For those thinking about promotion, here are a few tips and insights into the system as practiced in both government and non government schools.
1. Do your homework
When a position is advertised find out everything you can about both the position and the school. Ask if there is someone relieving in the position, how long they have been doing it and if they are likely to be a candidate? Often schools favour a person from within the school who has already demonstrated that they can handle the position than to take a risk on an outside person. However, the relieving person may not be doing a great job and the position is really open to someone from outside. So find out all you can about the school and the position.
2. You need more than a CV.
Keeping your CV up to date is a basic requirement but applying for a position requires more documentation. Depending on the position being applied for, you will need to address criteria. Failure to address any of the essential criteria means that you are culled before any serious consideration of your application.

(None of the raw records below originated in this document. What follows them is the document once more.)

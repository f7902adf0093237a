use glam::DVec2;

use crate::api::types::{Color, LabelFont, ShapeId};
use crate::renderer::traits::{DrawSurface, Rect};

/// What a shape draws. Coordinates live on [`Shape::coords`].
#[derive(Debug, Clone, PartialEq)]
pub enum ShapeKind {
    Oval { fill: Color },
    Rectangle { fill: Color },
    /// `coords.min` is the start point, `coords.max` the end point.
    Line { width: f64, fill: Color },
    /// Anchored at `coords.min` (`coords.max` is kept equal to it).
    Text { tag: String, text: String, font: LabelFont },
}

/// One retained item on the canvas.
#[derive(Debug, Clone, PartialEq)]
pub struct Shape {
    pub id: ShapeId,
    pub coords: Rect,
    pub kind: ShapeKind,
}

/// Retained-mode display list implementing [`DrawSurface`].
///
/// Shapes are kept in creation order, which is also paint order: later
/// shapes cover earlier ones. Like a Tk canvas, nothing is ever dropped
/// implicitly; strokes accumulate until [`Canvas::clear`].
///
/// IDs are handed out in increasing order and shapes are only ever appended,
/// so the list stays sorted by ID and lookups are a binary search. A long
/// telemetry run still grows the list by three segments per sample; give the
/// telemetry panel its own canvas rather than sharing the main view's.
pub struct Canvas {
    width: u32,
    height: u32,
    shapes: Vec<Shape>,
    next_id: u32,
}

impl Canvas {
    pub fn new(width: u32, height: u32) -> Self {
        Self {
            width,
            height,
            shapes: Vec::with_capacity(256),
            next_id: 1,
        }
    }

    pub fn width(&self) -> u32 {
        self.width
    }

    pub fn height(&self) -> u32 {
        self.height
    }

    fn push(&mut self, coords: Rect, kind: ShapeKind) -> ShapeId {
        let id = ShapeId(self.next_id);
        self.next_id += 1;
        self.shapes.push(Shape { id, coords, kind });
        id
    }

    fn position(&self, id: ShapeId) -> Option<usize> {
        self.shapes.binary_search_by_key(&id.0, |s| s.id.0).ok()
    }

    /// Get a shape by ID.
    pub fn get(&self, id: ShapeId) -> Option<&Shape> {
        self.position(id).map(|i| &self.shapes[i])
    }

    /// Iterate over all shapes in paint order.
    pub fn iter(&self) -> impl Iterator<Item = &Shape> {
        self.shapes.iter()
    }

    /// Find the text element with the given tag.
    pub fn find_by_tag(&self, tag: &str) -> Option<&Shape> {
        self.shapes
            .iter()
            .find(|s| matches!(&s.kind, ShapeKind::Text { tag: t, .. } if t == tag))
    }

    /// All line segments, as `(start, end)` pairs in paint order.
    pub fn lines(&self) -> impl Iterator<Item = (DVec2, DVec2)> + '_ {
        self.shapes.iter().filter_map(|s| match s.kind {
            ShapeKind::Line { .. } => Some((s.coords.min, s.coords.max)),
            _ => None,
        })
    }

    pub fn len(&self) -> usize {
        self.shapes.len()
    }

    pub fn is_empty(&self) -> bool {
        self.shapes.is_empty()
    }

    /// Drop every shape. Handles issued before stay invalid afterwards;
    /// IDs are never reused.
    pub fn clear(&mut self) {
        self.shapes.clear();
    }
}

impl DrawSurface for Canvas {
    fn create_oval(&mut self, bounds: Rect, fill: Color) -> ShapeId {
        self.push(bounds, ShapeKind::Oval { fill })
    }

    fn upsert_text(&mut self, tag: &str, pos: DVec2, text: &str, font: &LabelFont) -> ShapeId {
        let existing = self
            .shapes
            .iter_mut()
            .find(|s| matches!(&s.kind, ShapeKind::Text { tag: t, .. } if t == tag));
        if let Some(shape) = existing {
            shape.coords = Rect::new(pos, pos);
            if let ShapeKind::Text { text: t, font: f, .. } = &mut shape.kind {
                *t = text.to_string();
                *f = font.clone();
            }
            return shape.id;
        }

        self.push(
            Rect::new(pos, pos),
            ShapeKind::Text {
                tag: tag.to_string(),
                text: text.to_string(),
                font: font.clone(),
            },
        )
    }

    fn create_line(&mut self, from: DVec2, to: DVec2, width: f64, fill: Color) -> ShapeId {
        self.push(Rect::new(from, to), ShapeKind::Line { width, fill })
    }

    fn create_rectangle(&mut self, bounds: Rect, fill: Color) -> ShapeId {
        self.push(bounds, ShapeKind::Rectangle { fill })
    }

    fn set_coords(&mut self, shape: ShapeId, coords: Rect) -> bool {
        match self.position(shape) {
            Some(i) => {
                self.shapes[i].coords = coords;
                true
            }
            None => false,
        }
    }
}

When addressing separately each criterion, keep the statements short making sure you don’t go over any minimum word prescriptions and use concrete examples wherever possible to demonstrate that you meet the criteria and don’t simply just know about it. One way to get around any lack of experience with some criteria is to include in each criterion a paragraph about how you would act when in the position.
Remember that the aim of the application is to get an interview so each of the essential criteria must be addressed satisfactorily and probably any other criteria as well. Most applications need a letter of application which should be brief drawing attention to the name of the position being applied for and listing the inclusions in the application to show that it is complete.
3. Choose referees carefully.
Referees are important. After a successful cull you will have an interview. Most procedures require the selection panel to speak with referees. Your immediate supervisor should be one of your referees and depending on the position being sought select someone who will enhance your application by being in a similar or higher position. Talk with your nominated referees to ensure that they will support your application and then give them a copy of your application. Too often positions are lost when the selection panel talks with a referee and find them unsupportive or indifferent to the application or haven’t seen a copy of the application. Don’t take their enthusiasm for granted. They must be able to answer the panels question and reinforce your application.
4. Think ahead
If you are seeking promotion make sure your principal knows and ask if you can fill in any relieving positions that might come up. Certainly talk with your principal about other jobs and roles within the school that you could do to help an application for promotion by allowing you to demonstrate criteria for higher positions.
Christian teachers are often caught between duty –being a good teacher – and self promotion. In a perfect world, good teachers and potential leaders would be recognised and promoted. But we do not live in a perfect world and if Christian teachers are to be influential in education then they must play the game, but play it with integrity – don’t make false claims and pray. In the end you need to be where God wants you.